Во время двух моих визитов в Париж я читал лекции в Ecole des Hautes Etudes en Sciences Sociales, Ecole Normale Supйrieure, Collиge de France. Я высоко цею дружеское расположение Жака Ревеля, возглавляющего Ecole des Hautes Etudes, и Мориса Эмара, руководителя Maison des Sciences de l’Homme. Благодаря сотрудничеству с ними нам удалось несколько интенсифицировать научные контакты и сделать возможными командировки отечественных молодых ученых в Париж.

Общение с западными коллегами, не только с французскими, но и со скандинавскими – Эвой Эстерберг, Ларсом Лённротом, Сверре Багге, Кнутом Хелле, Юстином Бёртнесом, с немецкими – Отто Герхардом Эксле или Михаэлем Рихтером, с англичанами Эрнстом Гелльнером, Джеком Гуди и Майклом Клэнчи, итальянцами Раулем Манселли и Карло Гинцбургом, с американцами Элизабет Браун и Натали Земон Дэвис, с Питером Брауном, происходившее в разные годы и в разных обстоятельствах, было очень важным, особенно когда удавалось обсудить весь спектр волновавших нас проблем.

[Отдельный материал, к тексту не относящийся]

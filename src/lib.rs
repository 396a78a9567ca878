//! # Ragentic: chunked embeddings and bounded agent conversations
//!
//! Ragentic provides the two pieces of plumbing every retrieval-augmented
//! chat application ends up writing by hand: a deterministic fixed-window
//! chunker feeding an embedding provider, and an explicit conversation loop
//! with typed state, observers, and termination rules.
//!
//! ```text
//! Document ──► chunking::chunk ──► ChunkIter
//!                                     │
//!                                     ▼
//! EmbeddingProvider ◄── pipeline::embed_all ──► Vec<EmbeddedChunk>
//!        │                                            │
//!        └─ embeddings::openai / MockEmbeddingProvider└─► external vector store
//!
//! Opening message ──► conversation::ConversationDriver ──► ConversationState
//!                          │                                   │
//!                          ├─► ChatAgent capabilities          └─► transcript
//!                          └─► ConversationObserver callbacks
//! ```
//!
//! ## Quick Start
//!
//! ```
//! use ragentic::embeddings::MockEmbeddingProvider;
//! use ragentic::pipeline::{EmbedOptions, embed_document};
//!
//! # tokio::runtime::Builder::new_current_thread().enable_all().build().unwrap().block_on(async {
//! let provider = MockEmbeddingProvider::new();
//! let embedded = embed_document("ABCDEFGHIJ", 3, &provider, &EmbedOptions::default())
//!     .await
//!     .unwrap();
//!
//! assert_eq!(embedded.len(), 4);
//! assert_eq!(embedded[0].chunk.text, "ABC");
//! assert_eq!(embedded[3].chunk.text, "J");
//! # });
//! ```

pub mod chunking;
pub mod config;
pub mod conversation;
pub mod embeddings;
pub mod pipeline;
pub mod types;

pub use chunking::{Chunk, chunk, chunk_count};
pub use embeddings::EmbeddingProvider;
pub use pipeline::{EmbedOptions, EmbeddedChunk, embed_all, embed_document};
pub use types::RagenticError;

Мне удалось прочитать лекции в сорока научных и университетских центрах мира, от Израиля до Лос – Анджелеса, от Кембриджа до Рима, а также в Варшаве, Будапеште и университетах Северной Европы. Правда, не во всех университетах я мог встретиться со студентами. На Западе существует открытый доступ в университеты, и всякий, кто окончил среднюю школу, может стать студентом, независимо от успеваемости. А поэтому уровень преподавания снижается, многим студентам не до науки. На мои выступления приглашали преимущественно преподавателей, профессоров и аспирантов. Общение с ними было в высшей степени интересным. Задавали вопросы, завязывалась полемика, и я с глубокой благодарностью вспоминаю аудиторию и Бергена, и Нью – Йорка, и Цинциннати (там происходила общеамериканская конференция историков).

Должен сказать, что встречи с коллегами на Западе не повлияли на направление моих изысканий, на отбор источников. Скорее, я мог проверить, в какой мере то, что делаю я, вызывает у них интерес, проверить свои идеи. Без ложной скромности могу сказать, что моя работа действительно их интересовала, и это находило выражение в предложениях о переводе моих трудов или в приглашениях принять участие в некоторых научных начинаниях. Мне удалось войти в эту res publica scholarum, которая охватывает весь ученый мир и в Западном, и в Восточном полушариях.

На переводы моих книг было много рецензий, в основном положительных. Были, конечно, и странности. Выходит французский перевод моей книги «Категории средневековой культуры», и в «Le Monde» появляется большая статья Э. Леруа Ладюри. Рецензент очень хвалит книгу, но утверждает, что она проникнута настроениями советского диссидента. Когда Гуревич пишет об огромных доменах Каролингской эпохи, совершенно ясно, что он имеет в виду советские колхозы. Там были и другие, не менее разительные наблюдения. Я вынужден был огорчить Леруа сообщением, что таких тонких намеков на толстые обстоятельства в книге нет, и о колхозах я не думал.